Saved entries:

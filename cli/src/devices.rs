// SPDX-FileCopyrightText: 2026 The iiomon developers
//
// SPDX-License-Identifier: Apache-2.0 OR MIT

use crate::common::{emit_error, EmitOpts, PlatformOpts};
use anyhow::Context;
use clap::Parser;
use iiomon::device::{self, device_name, Device};

#[derive(Debug, Parser)]
#[command(aliases(["d", "ls"]))]
pub struct Opts {
    /// Only report devices with this name
    #[arg(value_name = "name")]
    name: Option<String>,

    #[command(flatten)]
    pub platform: PlatformOpts,

    #[command(flatten)]
    emit: EmitOpts,
}

pub fn cmd(opts: &Opts) -> bool {
    let platform = opts.platform.platform();
    let devs = match device::devices(&platform).with_context(|| {
        format!(
            "unable to list IIO devices in '{}'",
            platform.sysfs_root().display()
        )
    }) {
        Ok(devs) => devs,
        Err(e) => {
            emit_error(&opts.emit, &e);
            return false;
        }
    };
    let devs: Vec<Device> = devs
        .into_iter()
        .filter(|d| opts.name.as_ref().map_or(true, |n| &d.name == n))
        .collect();
    if let Some(name) = &opts.name {
        if devs.is_empty() {
            emit_error(
                &opts.emit,
                &anyhow::Error::new(iiomon::Error::NotFound(name.clone())),
            );
            return false;
        }
    }
    emit_devices(&devs, &opts.emit);
    true
}

fn emit_devices(devs: &[Device], opts: &EmitOpts) {
    #[cfg(feature = "json")]
    if opts.json {
        match serde_json::to_string(devs) {
            Ok(s) => println!("{s}"),
            Err(e) => eprintln!("{e}"),
        }
        return;
    }
    #[cfg(not(feature = "json"))]
    let _ = opts;
    for d in devs {
        println!("{}", format_device(d));
    }
}

fn format_device(d: &Device) -> String {
    format!("{}\t{}\t{}", device_name(d.number), d.name, d.dir.display())
}

#[cfg(test)]
mod tests {
    use super::*;

    #[test]
    fn format() {
        let d = Device {
            number: 1,
            name: "palmas-gpadc".into(),
            dir: "/sys/bus/iio/devices/iio:device1".into(),
        };
        assert_eq!(
            format_device(&d),
            "iio:device1\tpalmas-gpadc\t/sys/bus/iio/devices/iio:device1"
        );
    }
}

_Problem to work on:_ Lines that include the word "match" are to be extracted from the data above.

_Output for this exercise:_
    let devs = match device::devices(&platform).with_context(|| {
        match serde_json::to_string(devs) {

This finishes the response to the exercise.